-- YOUR ASSIGNMENT --
Please return each record below exactly, with nothing left out.

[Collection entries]
********

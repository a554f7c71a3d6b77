//! App Logs 화면.
//!
//! 레벨/검색 필터와 페이지를 들고 백엔드 페이지네이션을 그대로 따른다.
//! 로그를 고르면 저장된 LLM 분석을 읽고, 없으면 생성을 요청할 수 있다.

use crate::pagination::PaginationState;
use crate::staleness::{StaleGuard, Tagged};
use infrawatch_core::error::CoreError;
use infrawatch_core::filter::Selection;
use infrawatch_core::models::analysis::{AnalysisRequest, LogAnalysis};
use infrawatch_core::models::log::{LogEntry, LogLevel};
use infrawatch_core::models::page::Pagination;
use infrawatch_core::models::stats::LogStats;
use infrawatch_core::ports::dashboard_api::{DashboardApi, LogPage, LogQuery};
use std::sync::Arc;
use tracing::warn;

/// 레벨 드롭다운의 "전체" 값
pub const LEVEL_ALL: &str = "ALL";

pub const NO_LOGS: &str = "No logs found";
pub const ANALYSIS_NOT_FOUND: &str = "No analysis found for this log";
pub const ANALYSIS_UNAVAILABLE: &str = "No analysis available for this log";
pub const ANALYSIS_FAILED: &str = "Failed to generate analysis";

/// 분석 조회 결과
#[derive(Debug, Clone, PartialEq)]
pub enum AnalysisOutcome {
    Ready(LogAnalysis),
    /// 표시할 안내 문구
    Unavailable(&'static str),
}

impl AnalysisOutcome {
    pub fn analysis(&self) -> Option<&LogAnalysis> {
        match self {
            AnalysisOutcome::Ready(analysis) => Some(analysis),
            AnalysisOutcome::Unavailable(_) => None,
        }
    }
}

#[derive(Debug, Clone)]
pub struct AppLogsData {
    pub selection: Selection,
    pub logs: Vec<LogEntry>,
    pub stats: LogStats,
    pub pagination: Pagination,
}

impl AppLogsData {
    fn from_page(selection: Selection, page: LogPage) -> Self {
        Self {
            selection,
            logs: page.logs,
            stats: page.stats,
            pagination: page.pagination,
        }
    }

    /// `total_pages == 0`이거나 로그가 없으면 빈 상태
    pub fn is_empty(&self) -> bool {
        self.logs.is_empty() || self.pagination.total_pages == 0
    }

    /// 빈 상태 문구
    pub fn empty_message(&self) -> Option<&'static str> {
        self.is_empty().then_some(NO_LOGS)
    }
}

pub struct AppLogsView {
    api: Arc<dyn DashboardApi>,
    guard: StaleGuard,
    pagination: PaginationState,
    level: Option<LogLevel>,
    search: String,
}

impl AppLogsView {
    pub fn new(api: Arc<dyn DashboardApi>, selection: Selection, page_size: u32) -> Self {
        Self {
            api,
            guard: StaleGuard::new(selection.clone()),
            pagination: PaginationState::new(page_size, selection),
            level: None,
            search: String::new(),
        }
    }

    pub fn pagination(&self) -> &PaginationState {
        &self.pagination
    }

    pub fn pagination_mut(&mut self) -> &mut PaginationState {
        &mut self.pagination
    }

    pub fn set_selection(&mut self, selection: &Selection) -> bool {
        self.pagination.set_selection(selection);
        self.guard.select(selection.clone())
    }

    /// 레벨 필터. "ALL"이나 알 수 없는 값이면 해제.
    pub fn set_level(&mut self, level: &str) {
        self.level = if level.eq_ignore_ascii_case(LEVEL_ALL) {
            None
        } else {
            LogLevel::parse(level)
        };
        self.pagination.go_to(1);
    }

    pub fn set_search(&mut self, search: &str) {
        self.search = search.trim().to_string();
        self.pagination.go_to(1);
    }

    pub fn query(&self) -> LogQuery {
        LogQuery {
            selection: self.guard.selection(),
            page: self.pagination.request(),
            level: self.level.map(|l| l.as_str().to_string()),
            search: (!self.search.is_empty()).then(|| self.search.clone()),
        }
    }

    pub async fn fetch(&self) -> Tagged<AppLogsData> {
        let tag = self.guard.dispatch();
        let query = LogQuery {
            selection: tag.selection.clone(),
            ..self.query()
        };
        let page = self.api.app_logs(&query).await;
        Tagged::new(tag, AppLogsData::from_page(query.selection, page))
    }

    pub fn apply(&mut self, tagged: Tagged<AppLogsData>) -> Option<AppLogsData> {
        let data = self.guard.accept(tagged)?;
        self.pagination.apply(&data.pagination);
        Some(data)
    }

    pub async fn load(&mut self) -> Option<AppLogsData> {
        let tagged = self.fetch().await;
        self.apply(tagged)
    }

    /// 저장된 분석 조회
    pub async fn analysis(&self, log_id: &str) -> AnalysisOutcome {
        match self.api.log_analysis(log_id).await {
            Ok(analysis) => AnalysisOutcome::Ready(analysis),
            Err(CoreError::NotFound { .. }) => AnalysisOutcome::Unavailable(ANALYSIS_NOT_FOUND),
            Err(e) => {
                warn!("로그 분석 조회 실패: {e}");
                AnalysisOutcome::Unavailable(ANALYSIS_UNAVAILABLE)
            }
        }
    }

    /// 분석 생성 요청
    pub async fn generate_analysis(&self, entry: &LogEntry) -> AnalysisOutcome {
        match self.api.generate_log_analysis(&AnalysisRequest::from(entry)).await {
            Ok(analysis) => AnalysisOutcome::Ready(analysis),
            Err(e) => {
                warn!("로그 분석 생성 실패: {e}");
                AnalysisOutcome::Unavailable(ANALYSIS_FAILED)
            }
        }
    }
}

#[cfg(test)]
mod tests {
    use super::*;
    use crate::testing::FakeApi;
    use infrawatch_core::models::page::Page;

    fn entry(id: &str) -> LogEntry {
        LogEntry {
            id: id.into(),
            level: LogLevel::Error,
            message: "Database connection failed".into(),
            ..Default::default()
        }
    }

    #[tokio::test]
    async fn zero_pages_is_empty_state() {
        let api = Arc::new(FakeApi::default());
        *api.logs.lock() = Some(Page {
            logs: vec![],
            stats: LogStats::default(),
            pagination: Pagination {
                current_page: 1,
                total_pages: 0,
                total_count: 0,
                page_size: 10,
                ..Default::default()
            },
        });
        let mut view = AppLogsView::new(api, Selection::all(), 10);
        let data = view.load().await.unwrap();
        assert!(data.is_empty());
        assert_eq!(data.empty_message(), Some(NO_LOGS));
    }

    #[tokio::test]
    async fn level_all_sentinel_is_dropped() {
        let api = Arc::new(FakeApi::default());
        let mut view = AppLogsView::new(api.clone(), Selection::new("Production", "app1"), 50);

        view.set_level("ALL");
        view.set_search("  timeout ");
        view.load().await;
        view.set_level("error");
        view.load().await;

        let queries = api.log_queries.lock();
        assert_eq!(queries[0].level, None);
        assert_eq!(queries[0].search.as_deref(), Some("timeout"));
        assert_eq!(queries[0].page.limit, 50);
        assert_eq!(queries[1].level.as_deref(), Some("ERROR"));
    }

    #[tokio::test]
    async fn filter_change_resets_page() {
        let api = Arc::new(FakeApi::default());
        let mut view = AppLogsView::new(api, Selection::all(), 10);
        view.pagination_mut().apply(&Pagination {
            total_pages: 6,
            ..Default::default()
        });
        view.pagination_mut().go_to(3);
        view.set_search("oom");
        assert_eq!(view.pagination().page(), 1);

        view.pagination_mut().go_to(3);
        view.set_selection(&Selection::new("Staging", "All"));
        assert_eq!(view.query().page.page, 1);
    }

    #[tokio::test]
    async fn missing_analysis_then_generate() {
        let api = Arc::new(FakeApi::default());
        let view = AppLogsView::new(api, Selection::all(), 10);

        let outcome = view.analysis("abc").await;
        assert_eq!(outcome, AnalysisOutcome::Unavailable(ANALYSIS_NOT_FOUND));

        let generated = view.generate_analysis(&entry("abc")).await;
        assert_eq!(generated.analysis().unwrap().issue, "generated for abc");

        let stored = view.analysis("abc").await;
        assert!(stored.analysis().is_some());
    }
}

********

-- YOUR RESPONSE --
repository a554f7c71a3d6b77
//! App Logs 화면.
//!
//! 레벨/검색 필터와 페이지를 들고 백엔드 페이지네이션을 그대로 따른다.
//! 로그를 고르면 저장된 LLM 분석을 읽고, 없으면 생성을 요청할 수 있다.

use crate::pagination::PaginationState;
use crate::staleness::{StaleGuard, Tagged};
use infrawatch_core::error::CoreError;
use infrawatch_core::filter::Selection;
use infrawatch_core::models::analysis::{AnalysisRequest, LogAnalysis};
use infrawatch_core::models::log::{LogEntry, LogLevel};
use infrawatch_core::models::page::Pagination;
use infrawatch_core::models::stats::LogStats;
use infrawatch_core::ports::dashboard_api::{DashboardApi, LogPage, LogQuery};
use std::sync::Arc;
use tracing::warn;

/// 레벨 드롭다운의 "전체" 값
pub const LEVEL_ALL: &str = "ALL";

pub const NO_LOGS: &str = "No logs found";
pub const ANALYSIS_NOT_FOUND: &str = "No analysis found for this log";
pub const ANALYSIS_UNAVAILABLE: &str = "No analysis available for this log";
pub const ANALYSIS_FAILED: &str = "Failed to generate analysis";

/// 분석 조회 결과
#[derive(Debug, Clone, PartialEq)]
pub enum AnalysisOutcome {
    Ready(LogAnalysis),
    /// 표시할 안내 문구
    Unavailable(&'static str),
}

impl AnalysisOutcome {
    pub fn analysis(&self) -> Option<&LogAnalysis> {
        match self {
            AnalysisOutcome::Ready(analysis) => Some(analysis),
            AnalysisOutcome::Unavailable(_) => None,
        }
    }
}

#[derive(Debug, Clone)]
pub struct AppLogsData {
    pub selection: Selection,
    pub logs: Vec<LogEntry>,
    pub stats: LogStats,
    pub pagination: Pagination,
}

impl AppLogsData {
    fn from_page(selection: Selection, page: LogPage) -> Self {
        Self {
            selection,
            logs: page.logs,
            stats: page.stats,
            pagination: page.pagination,
        }
    }

    /// `total_pages == 0`이거나 로그가 없으면 빈 상태
    pub fn is_empty(&self) -> bool {
        self.logs.is_empty() || self.pagination.total_pages == 0
    }

    /// 빈 상태 문구
    pub fn empty_message(&self) -> Option<&'static str> {
        self.is_empty().then_some(NO_LOGS)
    }
}

pub struct AppLogsView {
    api: Arc<dyn DashboardApi>,
    guard: StaleGuard,
    pagination: PaginationState,
    level: Option<LogLevel>,
    search: String,
}

impl AppLogsView {
    pub fn new(api: Arc<dyn DashboardApi>, selection: Selection, page_size: u32) -> Self {
        Self {
            api,
            guard: StaleGuard::new(selection.clone()),
            pagination: PaginationState::new(page_size, selection),
            level: None,
            search: String::new(),
        }
    }

    pub fn pagination(&self) -> &PaginationState {
        &self.pagination
    }

    pub fn pagination_mut(&mut self) -> &mut PaginationState {
        &mut self.pagination
    }

    pub fn set_selection(&mut self, selection: &Selection) -> bool {
        self.pagination.set_selection(selection);
        self.guard.select(selection.clone())
    }

    /// 레벨 필터. "ALL"이나 알 수 없는 값이면 해제.
    pub fn set_level(&mut self, level: &str) {
        self.level = if level.eq_ignore_ascii_case(LEVEL_ALL) {
            None
        } else {
            LogLevel::parse(level)
        };
        self.pagination.go_to(1);
    }

    pub fn set_search(&mut self, search: &str) {
        self.search = search.trim().to_string();
        self.pagination.go_to(1);
    }

    pub fn query(&self) -> LogQuery {
        LogQuery {
            selection: self.guard.selection(),
            page: self.pagination.request(),
            level: self.level.map(|l| l.as_str().to_string()),
            search: (!self.search.is_empty()).then(|| self.search.clone()),
        }
    }

    pub async fn fetch(&self) -> Tagged<AppLogsData> {
        let tag = self.guard.dispatch();
        let query = LogQuery {
            selection: tag.selection.clone(),
            ..self.query()
        };
        let page = self.api.app_logs(&query).await;
        Tagged::new(tag, AppLogsData::from_page(query.selection, page))
    }

    pub fn apply(&mut self, tagged: Tagged<AppLogsData>) -> Option<AppLogsData> {
        let data = self.guard.accept(tagged)?;
        self.pagination.apply(&data.pagination);
        Some(data)
    }

    pub async fn load(&mut self) -> Option<AppLogsData> {
        let tagged = self.fetch().await;
        self.apply(tagged)
    }

    /// 저장된 분석 조회
    pub async fn analysis(&self, log_id: &str) -> AnalysisOutcome {
        match self.api.log_analysis(log_id).await {
            Ok(analysis) => AnalysisOutcome::Ready(analysis),
            Err(CoreError::NotFound { .. }) => AnalysisOutcome::Unavailable(ANALYSIS_NOT_FOUND),
            Err(e) => {
                warn!("로그 분석 조회 실패: {e}");
                AnalysisOutcome::Unavailable(ANALYSIS_UNAVAILABLE)
            }
        }
    }

    /// 분석 생성 요청
    pub async fn generate_analysis(&self, entry: &LogEntry) -> AnalysisOutcome {
        match self.api.generate_log_analysis(&AnalysisRequest::from(entry)).await {
            Ok(analysis) => AnalysisOutcome::Ready(analysis),
            Err(e) => {
                warn!("로그 분석 생성 실패: {e}");
                AnalysisOutcome::Unavailable(ANALYSIS_FAILED)
            }
        }
    }
}

#[cfg(test)]
mod tests {
    use super::*;
    use crate::testing::FakeApi;
    use infrawatch_core::models::page::Page;

    fn entry(id: &str) -> LogEntry {
        LogEntry {
            id: id.into(),
            level: LogLevel::Error,
            message: "Database connection failed".into(),
            ..Default::default()
        }
    }

    #[tokio::test]
    async fn zero_pages_is_empty_state() {
        let api = Arc::new(FakeApi::default());
        *api.logs.lock() = Some(Page {
            logs: vec![],
            stats: LogStats::default(),
            pagination: Pagination {
                current_page: 1,
                total_pages: 0,
                total_count: 0,
                page_size: 10,
                ..Default::default()
            },
        });
        let mut view = AppLogsView::new(api, Selection::all(), 10);
        let data = view.load().await.unwrap();
        assert!(data.is_empty());
        assert_eq!(data.empty_message(), Some(NO_LOGS));
    }

    #[tokio::test]
    async fn level_all_sentinel_is_dropped() {
        let api = Arc::new(FakeApi::default());
        let mut view = AppLogsView::new(api.clone(), Selection::new("Production", "app1"), 50);

        view.set_level("ALL");
        view.set_search("  timeout ");
        view.load().await;
        view.set_level("error");
        view.load().await;

        let queries = api.log_queries.lock();
        assert_eq!(queries[0].level, None);
        assert_eq!(queries[0].search.as_deref(), Some("timeout"));
        assert_eq!(queries[0].page.limit, 50);
        assert_eq!(queries[1].level.as_deref(), Some("ERROR"));
    }

    #[tokio::test]
    async fn filter_change_resets_page() {
        let api = Arc::new(FakeApi::default());
        let mut view = AppLogsView::new(api, Selection::all(), 10);
        view.pagination_mut().apply(&Pagination {
            total_pages: 6,
            ..Default::default()
        });
        view.pagination_mut().go_to(3);
        view.set_search("oom");
        assert_eq!(view.pagination().page(), 1);

        view.pagination_mut().go_to(3);
        view.set_selection(&Selection::new("Staging", "All"));
        assert_eq!(view.query().page.page, 1);
    }

    #[tokio::test]
    async fn missing_analysis_then_generate() {
        let api = Arc::new(FakeApi::default());
        let view = AppLogsView::new(api, Selection::all(), 10);

        let outcome = view.analysis("abc").await;
        assert_eq!(outcome, AnalysisOutcome::Unavailable(ANALYSIS_NOT_FOUND));

        let generated = view.generate_analysis(&entry("abc")).await;
        assert_eq!(generated.analysis().unwrap().issue, "generated for abc");

        let stored = view.analysis("abc").await;
        assert!(stored.analysis().is_some());
    }
}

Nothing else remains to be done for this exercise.